# Gallop saddles



## vikuca (14 June 2008)

Hi - I was just wondering whether anyone on this forum had ever bought/used a "gallop" saddle? I have seen them on Ebay and they seem to be new saddles made of foreign leather and they are selling at a very low price. I would be interested in one as a spare if they are halfway decent, but don't want to waste my money!
Vicky


----------



## Geraldine (14 June 2008)

They're not bad actually.  The higher priced ones (even though still cheap) look nicer.

My mum bought me one and it's actually quite decent. It's the wrong colour and the wrong size - but the thought was there. LOL!!!


----------



## vikuca (14 June 2008)

Thanks Sharon (you're mum sounds just like mine!!). 

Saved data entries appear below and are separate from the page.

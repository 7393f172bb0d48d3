//! References: a field pointing at another named type or enum
//!
//! A reference copies the target's name when it is built, so renaming the
//! source definition later never changes references that already exist.
//! References start out required and can only be relaxed to optional.

use crate::error::ensure_name;
use crate::{AuthDefinition, AuthRules, ListDefinition, Referenceable, SchemaError};
use serde::{Deserialize, Serialize};
use std::fmt;

/// A reference from one schema entity to another
#[derive(Clone, Debug, PartialEq, Eq, Hash, Serialize, Deserialize)]
#[serde(try_from = "RawReference")]
pub struct ReferenceDefinition {
    referenced_type: String,
    is_optional: bool,
}

/// Wire form of a reference, checked before it becomes a [`ReferenceDefinition`]
#[derive(Deserialize)]
struct RawReference {
    referenced_type: String,
    #[serde(default)]
    is_optional: bool,
}

impl TryFrom<RawReference> for ReferenceDefinition {
    type Error = SchemaError;

    fn try_from(raw: RawReference) -> Result<Self, Self::Error> {
        ensure_name("Reference", &raw.referenced_type)?;
        Ok(Self {
            referenced_type: raw.referenced_type,
            is_optional: raw.is_optional,
        })
    }
}

impl ReferenceDefinition {
    /// Create a required reference to the given type or enum
    pub fn new(source: &impl Referenceable) -> Self {
        Self {
            referenced_type: source.name().to_string(),
            is_optional: false,
        }
    }

    /// Name of the referenced type or enum
    pub fn referenced_type(&self) -> &str {
        &self.referenced_type
    }

    /// Whether the reference may be absent
    pub fn is_optional(&self) -> bool {
        self.is_optional
    }

    /// Allow the reference to be absent
    pub fn optional(mut self) -> Self {
        self.is_optional = true;
        self
    }

    /// Wrap the reference as the element of a list
    pub fn list(self) -> ListDefinition {
        ListDefinition::new(self)
    }

    /// Attach authorization rules to the reference
    pub fn auth<F>(self, rules: F) -> AuthDefinition
    where
        F: FnOnce(&mut AuthRules),
    {
        AuthDefinition::new(self, rules)
    }
}

impl fmt::Display for ReferenceDefinition {
    fn fmt(&self, f: &mut fmt::Formatter<'_>) -> fmt::Result {
        let required = if self.is_optional { "" } else { "!" };
        write!(f, "{}{}", self.referenced_type, required)
    }
}
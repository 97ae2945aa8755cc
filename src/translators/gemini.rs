// Copyright 2025 The mt-eval Authors
// Licensed under the Apache License, Version 2.0 (the "License");
// you may not use this file except in compliance with the License.
// You may obtain a copy of the License at
//     http://www.apache.org/licenses/LICENSE-2.0
// Unless required by applicable law or agreed to in writing, software
// distributed under the License is distributed on an "AS IS" BASIS,
// WITHOUT WARRANTIES OR CONDITIONS OF ANY KIND, either express or implied.
// See the License for the specific language governing permissions and
// limitations under the License.

use crate::common::error::EvalError;
use crate::languages::Language;
use crate::translators::{api_key_from_env, check_output_length, Translator};
use reqwest::blocking::Client;
use serde_json::{json, Value};
use std::time::Duration;
use tracing::warn;

pub const DEFAULT_GEMINI_MODEL: &str = "gemini-1.5-pro-002";
const GEMINI_BASE_URL: &str = "https://generativelanguage.googleapis.com/v1beta";

/// # Gemini translator
/// One `generateContent` request per sentence. A reply without text (e.g. blocked by safety
/// filters) yields an empty translation rather than an error.
pub struct GeminiTranslator {
    model: String,
    base_url: String,
    api_key: String,
    client: Client,
}

impl GeminiTranslator {
    pub fn new(model: &str, api_key_env: &str) -> Result<GeminiTranslator, EvalError> {
        Ok(GeminiTranslator {
            model: model.to_string(),
            base_url: GEMINI_BASE_URL.to_string(),
            api_key: api_key_from_env(api_key_env)?,
            client: Client::builder().timeout(Duration::from_secs(120)).build()?,
        })
    }

    fn generate(&self, prompt: String) -> Result<String, EvalError> {
        let url = format!("{}/models/{}:generateContent", self.base_url, self.model);
        let body = json!({"contents": [{"role": "user", "parts": [{"text": prompt}]}]});
        let response = self
            .client
            .post(&url)
            .query(&[("key", &self.api_key)])
            .json(&body)
            .send()?;
        let status = response.status();
        let text = response.text()?;
        if !status.is_success() {
            return Err(EvalError::ApiError {
                status: status.as_u16(),
                message: text,
            });
        }
        let reply = candidate_text(&serde_json::from_str(&text)?);
        if reply.is_empty() {
            warn!("Empty response from {}", self.model);
        }
        Ok(reply)
    }
}

pub(crate) fn prompt(text: &str, target: Language) -> String {
    format!("Translate this sentence to {}: {}", target.name(), text)
}

/// Concatenated text parts of the first candidate, empty when there is none.
fn candidate_text(body: &Value) -> String {
    body["candidates"][0]["content"]["parts"]
        .as_array()
        .map(|parts| {
            parts
                .iter()
                .filter_map(|part| part["text"].as_str())
                .collect::<String>()
        })
        .unwrap_or_default()
        .trim()
        .to_string()
}

impl Translator for GeminiTranslator {
    fn name(&self) -> &str {
        &self.model
    }

    fn supports(&self, source: Language, target: Language) -> bool {
        source != target
    }

    fn translate(
        &mut self,
        texts: &[String],
        _source: Language,
        target: Language,
    ) -> Result<Vec<String>, EvalError> {
        let translations = texts
            .iter()
            .map(|text| self.generate(prompt(text, target)))
            .collect::<Result<Vec<_>, _>>()?;
        check_output_length(&self.model, texts.len(), translations)
    }
}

Have you ridden in it? I'm a bit worried they might tip the rider forward - I have ridden in a cheap synthetic saddle before and that used to do that. As I have problems remembering to sit up anyway, it was quite a problem!


----------



## Geraldine (14 June 2008)

It's been used once on a friends horse.  It was quite comfy and we were both okay riding in it.  It wasn't the right colour for her either so it's languishing in the loft.  It doesn't look like a cheap saddle even though it is.

My mum's ace.  A tack shop near her closed down (she lives 90 miles away) so she went in and bought loads of stuff.  Problem was she bought stuff for ponies &amp; cobs, my beast is a hulking great Warmblood!!!!


----------



## the watcher (14 June 2008)

I had one - it was a bit lurid and orange, and I wouldn't want to think what was flocked with - but as cheap saddles go it fitted and did the job.


----------



## jellyshake (15 June 2008)

surprisingly they're not bad for the price, my friend has one and i rode in it and expected to hate it but it was ok, !  Bit hard on the bum but so was my thorogood


----------



## vikuca (16 June 2008)

Hard on the bum I can cope with! Thanks everyone ... I'll try and avoid the lurid orange ones!


----------



## bumblelion (16 June 2008)

I bought one locally from a lady to stocks a lot on ebay. I haven't got it now as I wasn't too keen on it and have since managed to get one specially fitted but it did the job to start with. I found it heavy, fairly comfortable but the colour was gross. It was a two tone brown and orangey brown! I liked it at first but then the more I saw it the more I hated it! I probably only used it for a month for schooling and it began to wear already.


----------



## MotherOfChickens (16 June 2008)

just be careful- the two I've seen were slightly twisted and the flocking completely uneven.


----------